__What the exercise asks__
Where does the word "entry" occur in the entries below? Copy every line that has it.

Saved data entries
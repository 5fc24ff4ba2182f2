/*
[INPUT]:  Mock HTTP responses
[OUTPUT]: Test results for client construction and response classification
[POS]:    Integration tests - HTTP transport and decoder
[UPDATE]: When HTTP endpoints change
*/

mod common;

use common::{TEST_API_KEY, client_for, setup_mock_server};
use rstest::rstest;
use tokio_test::assert_ok;
use wiremock::matchers::{header, method, path};
use wiremock::{Mock, ResponseTemplate};
use xfighter::{ClientConfig, ErrorKind, XfighterClient, XfighterError};

#[test]
fn test_client_creation() {
    let client = assert_ok!(XfighterClient::new());
    assert!(!client.has_api_key());
    assert_eq!(
        client.base_url().as_str(),
        "https://api.stockfighter.io/ob/api"
    );
}

#[test]
fn test_client_with_config() {
    let config = ClientConfig::new(TEST_API_KEY);
    let client = assert_ok!(XfighterClient::with_config(config));
    assert!(client.has_api_key());
}

#[tokio::test]
async fn test_api_key_header_attached() {
    let server = setup_mock_server().await;
    Mock::given(method("GET"))
        .and(path("/venues/TESTEX/heartbeat"))
        .and(header("X-Starfighter-Authorization", TEST_API_KEY))
        .respond_with(
            ResponseTemplate::new(200)
                .set_body_json(serde_json::json!({"ok": true, "venue": "TESTEX"})),
        )
        .expect(1)
        .mount(&server)
        .await;

    let client = client_for(&server);
    let up = assert_ok!(client.venue_heartbeat("TESTEX").await);
    assert!(up);
}

#[tokio::test]
async fn test_connection_error_when_nothing_listens() {
    let config = ClientConfig::new(TEST_API_KEY);
    let client = assert_ok!(XfighterClient::with_config_and_base_url(
        config,
        "http://127.0.0.1:1"
    ));

    let err = client.heartbeat().await.unwrap_err();

    assert_eq!(err.kind(), ErrorKind::Connection);
    assert!(err.to_string().starts_with("connection error"));
}

#[rstest]
#[case(200, "not json at all", ErrorKind::InvalidJson)]
#[case(200, r#"{"ok": false, "error": "venue is closed"}"#, ErrorKind::Request)]
#[case(500, r#"{"ok": true}"#, ErrorKind::UnhandledApiResponse)]
#[case(200, r#"{"ok": true, "symbol": "FOO"}"#, ErrorKind::UnhandledApiResponse)]
#[tokio::test]
async fn test_quote_error_classification(
    #[case] status: u16,
    #[case] body: &str,
    #[case] kind: ErrorKind,
) {
    let server = setup_mock_server().await;
    Mock::given(method("GET"))
        .and(path("/venues/TESTEX/stocks/FOO/quote"))
        .respond_with(ResponseTemplate::new(status).set_body_string(body))
        .mount(&server)
        .await;

    let err = client_for(&server).quote("TESTEX", "FOO").await.unwrap_err();

    assert_eq!(err.kind(), kind);
    if let XfighterError::InvalidJson { body: offending } = &err {
        assert_eq!(offending, body);
    }
}
/*
[INPUT]:  Error sources (transport, JSON body, service verdict, status code)
[OUTPUT]: Structured error types with context
[POS]:    Error handling layer - unified error types for entire crate
[UPDATE]: When adding new error sources or improving error messages
*/

use reqwest::StatusCode;
use thiserror::Error;

/// Main error type for the Xfighter client
#[derive(Error, Debug)]
pub enum XfighterError {
    /// Request never produced a response (DNS, TLS, refused, body read)
    #[error("connection error: {0}")]
    Connection(#[from] reqwest::Error),

    /// Response body was not JSON
    #[error("invalid JSON in response body: {body}")]
    InvalidJson { body: String },

    /// Service answered `"ok": false`
    #[error("request error: {message}")]
    Request { status: StatusCode, message: String },

    /// Status code or payload shape the operation does not expect
    #[error("unhandled API response (status {status}): {body}")]
    UnhandledApiResponse { status: StatusCode, body: String },

    /// Order type outside limit, market, fill-or-kill, immediate-or-cancel
    #[error("invalid order type: {0:?}")]
    InvalidOrderType(String),

    /// URL parsing failed
    #[error("invalid URL: {0}")]
    UrlParse(#[from] url::ParseError),

    /// Configuration error
    #[error("configuration error: {0}")]
    Config(String),
}

/// Plain tag for an [`XfighterError`], convenient for matching in callers.
#[derive(Debug, Clone, Copy, PartialEq, Eq)]
pub enum ErrorKind {
    Connection,
    InvalidJson,
    Request,
    UnhandledApiResponse,
    InvalidOrderType,
    Config,
}

impl XfighterError {
    pub fn kind(&self) -> ErrorKind {
        match self {
            XfighterError::Connection(_) => ErrorKind::Connection,
            XfighterError::InvalidJson { .. } => ErrorKind::InvalidJson,
            XfighterError::Request { .. } => ErrorKind::Request,
            XfighterError::UnhandledApiResponse { .. } => ErrorKind::UnhandledApiResponse,
            XfighterError::InvalidOrderType(_) => ErrorKind::InvalidOrderType,
            XfighterError::UrlParse(_) | XfighterError::Config(_) => ErrorKind::Config,
        }
    }

    /// Service-supplied message for `ok: false` responses
    pub fn service_message(&self) -> Option<&str> {
        match self {
            XfighterError::Request { message, .. } => Some(message),
            _ => None,
        }
    }

    /// HTTP status when the error came from a received response
    pub fn status(&self) -> Option<StatusCode> {
        match self {
            XfighterError::Request { status, .. }
            | XfighterError::UnhandledApiResponse { status, .. } => Some(*status),
            XfighterError::Connection(err) => err.status(),
            _ => None,
        }
    }
}

/// Result type alias for Xfighter operations
pub type Result<T> = std::result::Result<T, XfighterError>;
/*
[INPUT]:  HTTP configuration (base URL, API key, optional timeouts)
[OUTPUT]: Configured reqwest client and raw request/response transport
[POS]:    HTTP layer - core client implementation
[UPDATE]: When adding connection options or changing client behavior
*/

use std::fmt;
use std::time::Duration;

use reqwest::header::{HeaderMap, HeaderValue};
use reqwest::{Client, Method, RequestBuilder, StatusCode, Url};
use serde::de::DeserializeOwned;
use tracing::debug;

use crate::http::decode::{EXPECT_OK, decode_response};
use crate::http::{Result, XfighterError};

/// Base URL of the public Stockfighter order-book API
pub const DEFAULT_BASE_URL: &str = "https://api.stockfighter.io/ob/api";

/// Header carrying the API key on every request
pub const API_KEY_HEADER: &str = "X-Starfighter-Authorization";

pub const API_KEY_ENV: &str = "XFIGHTER_API_KEY";
pub const BASE_URL_ENV: &str = "XFIGHTER_BASE_URL";

/// HTTP client configuration
///
/// Timeouts left as `None` fall back to reqwest's own defaults.
#[derive(Clone)]
pub struct ClientConfig {
    pub base_url: String,
    pub api_key: Option<String>,
    pub timeout: Option<Duration>,
    pub connect_timeout: Option<Duration>,
}

impl Default for ClientConfig {
    fn default() -> Self {
        Self {
            base_url: DEFAULT_BASE_URL.to_string(),
            api_key: None,
            timeout: None,
            connect_timeout: None,
        }
    }
}

impl fmt::Debug for ClientConfig {
    fn fmt(&self, f: &mut fmt::Formatter<'_>) -> fmt::Result {
        f.debug_struct("ClientConfig")
            .field("base_url", &self.base_url)
            .field("api_key", &self.api_key.as_ref().map(|_| "<redacted>"))
            .field("timeout", &self.timeout)
            .field("connect_timeout", &self.connect_timeout)
            .finish()
    }
}

impl ClientConfig {
    /// Default base URL with the given API key
    pub fn new(api_key: impl Into<String>) -> Self {
        Self {
            api_key: Some(api_key.into()),
            ..Self::default()
        }
    }

    /// Read `XFIGHTER_API_KEY` and `XFIGHTER_BASE_URL`; unset or blank
    /// values keep the defaults.
    pub fn from_env() -> Self {
        Self::from_lookup(|name| std::env::var(name).ok())
    }

    fn from_lookup(lookup: impl Fn(&str) -> Option<String>) -> Self {
        let non_blank = |name: &str| lookup(name).filter(|value| !value.trim().is_empty());
        let mut config = Self::default();
        if let Some(base_url) = non_blank(BASE_URL_ENV) {
            config.base_url = base_url;
        }
        config.api_key = non_blank(API_KEY_ENV);
        config
    }
}

/// Status code and body of a response, before any interpretation
#[derive(Debug, Clone)]
pub struct RawResponse {
    pub status: StatusCode,
    pub headers: HeaderMap,
    pub body: String,
}

/// Main HTTP client for the Xfighter API
///
/// Cheap to clone; clones share the underlying connection pool.
#[derive(Debug, Clone)]
pub struct XfighterClient {
    http_client: Client,
    base_url: Url,
    api_key: Option<HeaderValue>,
}

impl XfighterClient {
    /// Client against the default base URL without an API key
    pub fn new() -> Result<Self> {
        Self::with_config(ClientConfig::default())
    }

    /// Create a new client with custom configuration
    pub fn with_config(config: ClientConfig) -> Result<Self> {
        let mut builder = Client::builder();
        if let Some(timeout) = config.timeout {
            builder = builder.timeout(timeout);
        }
        if let Some(connect_timeout) = config.connect_timeout {
            builder = builder.connect_timeout(connect_timeout);
        }
        let http_client = builder
            .build()
            .map_err(|err| XfighterError::Config(format!("failed to build HTTP client: {err}")))?;

        let api_key = config
            .api_key
            .as_deref()
            .map(|key| {
                let mut value = HeaderValue::from_str(key).map_err(|_| {
                    XfighterError::Config("API key contains invalid header characters".into())
                })?;
                value.set_sensitive(true);
                Ok::<_, XfighterError>(value)
            })
            .transpose()?;

        Ok(Self {
            http_client,
            base_url: parse_base_url(&config.base_url)?,
            api_key,
        })
    }

    /// Create a client whose requests go to `base_url` instead of the configured one
    pub fn with_config_and_base_url(mut config: ClientConfig, base_url: &str) -> Result<Self> {
        config.base_url = base_url.to_string();
        Self::with_config(config)
    }

    pub fn base_url(&self) -> &Url {
        &self.base_url
    }

    pub fn has_api_key(&self) -> bool {
        self.api_key.is_some()
    }

    /// Build the full URL for an endpoint relative to the base URL.
    ///
    /// Every entry of `segments` becomes exactly one percent-encoded path
    /// segment, so a `/` inside a venue or symbol is sent as `%2F`.
    pub fn endpoint_url(&self, segments: &[&str], query: &[(&str, &str)]) -> Result<Url> {
        let mut url = self.base_url.clone();
        url.path_segments_mut()
            .map_err(|_| XfighterError::Config("base URL cannot be a base".into()))?
            .pop_if_empty()
            .extend(segments);
        if !query.is_empty() {
            url.query_pairs_mut().extend_pairs(query);
        }
        Ok(url)
    }

    /// Request builder for an endpoint with the API key header attached
    pub(crate) fn request_builder(
        &self,
        method: Method,
        segments: &[&str],
        query: &[(&str, &str)],
    ) -> Result<RequestBuilder> {
        let url = self.endpoint_url(segments, query)?;
        debug!(%method, %url, "building request");
        let builder = self.http_client.request(method, url);
        Ok(match &self.api_key {
            Some(key) => builder.header(API_KEY_HEADER, key.clone()),
            None => builder,
        })
    }

    /// Bodiless request to a documented endpoint, decoded into `T`
    pub(crate) async fn fetch<T: DeserializeOwned>(
        &self,
        method: Method,
        segments: &[&str],
        query: &[(&str, &str)],
    ) -> Result<T> {
        let builder = self.request_builder(method, segments, query)?;
        self.send_json(builder, EXPECT_OK).await
    }

    /// Send a request and collect status and body without interpreting them
    pub(crate) async fn send_raw(&self, builder: RequestBuilder) -> Result<RawResponse> {
        let response = builder.send().await?;
        let status = response.status();
        let headers = response.headers().clone();
        let body = response.text().await?;
        debug!(%status, bytes = body.len(), "received response");
        Ok(RawResponse {
            status,
            headers,
            body,
        })
    }

    /// Send a request and decode the body into `T`
    pub(crate) async fn send_json<T: DeserializeOwned>(
        &self,
        builder: RequestBuilder,
        expected: &[StatusCode],
    ) -> Result<T> {
        let raw = self.send_raw(builder).await?;
        decode_response(&raw, expected)
    }

    /// Issue a request and return the raw response.
    ///
    /// `body`, when present, is sent as JSON. Only transport failures are
    /// errors here; status and body are left to the caller.
    pub async fn request(
        &self,
        method: Method,
        path: &str,
        query: &[(&str, &str)],
        body: Option<&serde_json::Value>,
    ) -> Result<RawResponse> {
        let builder = self.request_builder(method, &path_segments(path), query)?;
        let builder = match body {
            Some(body) => builder.json(body),
            None => builder,
        };
        self.send_raw(builder).await
    }
}

/// Split a raw `a/b/c` endpoint path into its segments, ignoring empty ones
pub fn path_segments(path: &str) -> Vec<&str> {
    path.split('/').filter(|segment| !segment.is_empty()).collect()
}

fn parse_base_url(raw: &str) -> Result<Url> {
    let url = Url::parse(raw.trim())?;
    if url.cannot_be_a_base() {
        return Err(XfighterError::Config(format!("base URL cannot be a base: {raw}")));
    }
    Ok(url)
}
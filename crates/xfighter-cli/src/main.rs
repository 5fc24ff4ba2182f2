/*
[INPUT]:  CLI arguments, optional YAML configuration, XFIGHTER_* environment
[OUTPUT]: API results printed as JSON
[POS]:    Binary entry point
[UPDATE]: When changing CLI flags or subcommands
*/

mod settings;

use std::path::PathBuf;

use anyhow::{Context, Result, anyhow};
use clap::{Parser, Subcommand};
use serde::Serialize;
use serde_json::json;
use tracing::info;
use tracing_subscriber::EnvFilter;

use settings::Settings;
use xfighter::{OrderType, XfighterClient};

#[derive(Parser, Debug)]
#[command(name = "xfighter", version, about = "Command-line client for the Xfighter trading API")]
struct Cli {
    #[arg(long = "config", value_name = "PATH")]
    config_path: Option<PathBuf>,
    #[arg(long = "log-level", value_name = "LEVEL", default_value = "warn")]
    log_level: String,
    #[command(subcommand)]
    command: Command,
}

#[derive(Subcommand, Debug)]
enum Command {
    /// Check that the API is up
    Heartbeat,
    /// Check that a venue is up
    VenueHeartbeat {
        #[arg(long)]
        venue: Option<String>,
    },
    /// List the stocks traded on a venue
    Stocks {
        #[arg(long)]
        venue: Option<String>,
    },
    /// Show the current quote for a stock
    Quote {
        symbol: String,
        #[arg(long)]
        venue: Option<String>,
    },
    /// Show the orderbook for a stock
    Orderbook {
        symbol: String,
        #[arg(long)]
        venue: Option<String>,
    },
    /// Place a buy order
    Buy(OrderArgs),
    /// Place a sell order
    Sell(OrderArgs),
    /// Show the state of an order
    Status {
        symbol: String,
        id: u64,
        #[arg(long)]
        venue: Option<String>,
    },
    /// Cancel an order
    Cancel {
        symbol: String,
        id: u64,
        #[arg(long)]
        venue: Option<String>,
    },
    /// List the orders of an account, optionally for one stock
    Orders {
        #[arg(long)]
        symbol: Option<String>,
        #[arg(long)]
        venue: Option<String>,
        #[arg(long)]
        account: Option<String>,
    },
}

#[derive(clap::Args, Debug)]
struct OrderArgs {
    symbol: String,
    /// Limit price in cents
    #[arg(long)]
    price: u64,
    #[arg(long)]
    qty: u64,
    /// limit, market, fill-or-kill or immediate-or-cancel
    #[arg(long = "type", default_value = "limit")]
    order_type: OrderType,
    #[arg(long)]
    venue: Option<String>,
    #[arg(long)]
    account: Option<String>,
}

#[tokio::main]
async fn main() -> Result<()> {
    let args = Cli::parse();
    init_tracing(&args.log_level)?;

    let settings = Settings::load(args.config_path.as_deref()).context("load settings")?;
    info!(base_url = %settings.base_url, "configuration loaded");

    let client =
        XfighterClient::with_config(settings.client_config()).context("create API client")?;

    run(&client, &settings, args.command).await
}

async fn run(client: &XfighterClient, settings: &Settings, command: Command) -> Result<()> {
    match command {
        Command::Heartbeat => {
            let up = client.heartbeat().await.context("API heartbeat")?;
            print_json(&json!({ "up": up }))
        }
        Command::VenueHeartbeat { venue } => {
            let venue = settings.venue_or(venue)?;
            let up = client
                .venue_heartbeat(&venue)
                .await
                .with_context(|| format!("heartbeat for venue {venue}"))?;
            print_json(&json!({ "venue": venue, "up": up }))
        }
        Command::Stocks { venue } => {
            let venue = settings.venue_or(venue)?;
            print_json(&client.stocks(&venue).await.context("list stocks")?)
        }
        Command::Quote { symbol, venue } => {
            let venue = settings.venue_or(venue)?;
            print_json(&client.quote(&venue, &symbol).await.context("fetch quote")?)
        }
        Command::Orderbook { symbol, venue } => {
            let venue = settings.venue_or(venue)?;
            print_json(
                &client
                    .orderbook(&venue, &symbol)
                    .await
                    .context("fetch orderbook")?,
            )
        }
        Command::Buy(order) => {
            let (account, venue) = order_target(settings, &order)?;
            let placed = client
                .buy(&account, &venue, &order.symbol, order.price, order.qty, order.order_type)
                .await
                .context("place buy order")?;
            print_json(&placed)
        }
        Command::Sell(order) => {
            let (account, venue) = order_target(settings, &order)?;
            let placed = client
                .sell(&account, &venue, &order.symbol, order.price, order.qty, order.order_type)
                .await
                .context("place sell order")?;
            print_json(&placed)
        }
        Command::Status { symbol, id, venue } => {
            let venue = settings.venue_or(venue)?;
            print_json(
                &client
                    .order_status(&venue, &symbol, id)
                    .await
                    .with_context(|| format!("status of order {id}"))?,
            )
        }
        Command::Cancel { symbol, id, venue } => {
            let venue = settings.venue_or(venue)?;
            print_json(
                &client
                    .cancel_order(&venue, &symbol, id)
                    .await
                    .with_context(|| format!("cancel order {id}"))?,
            )
        }
        Command::Orders {
            symbol,
            venue,
            account,
        } => {
            let venue = settings.venue_or(venue)?;
            let account = settings.account_or(account)?;
            let status = match symbol {
                Some(symbol) => client.account_stock_orders(&venue, &account, &symbol).await,
                None => client.account_orders(&venue, &account).await,
            }
            .with_context(|| format!("orders for account {account}"))?;
            print_json(&status)
        }
    }
}

fn order_target(settings: &Settings, order: &OrderArgs) -> Result<(String, String)> {
    Ok((
        settings.account_or(order.account.clone())?,
        settings.venue_or(order.venue.clone())?,
    ))
}

fn print_json<T: Serialize>(value: &T) -> Result<()> {
    let rendered = serde_json::to_string_pretty(value).context("render JSON output")?;
    println!("{rendered}");
    Ok(())
}

fn init_tracing(log_level: &str) -> Result<()> {
    let filter = EnvFilter::try_new(log_level).context("invalid log level")?;
    tracing_subscriber::fmt()
        .with_env_filter(filter)
        .with_writer(std::io::stderr)
        .try_init()
        .map_err(|err| anyhow!(err))
        .context("initialize tracing subscriber")?;
    Ok(())
}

__Exercise output__
    /// Every entry of `segments` becomes exactly one percent-encoded path
[POS]:    Binary entry point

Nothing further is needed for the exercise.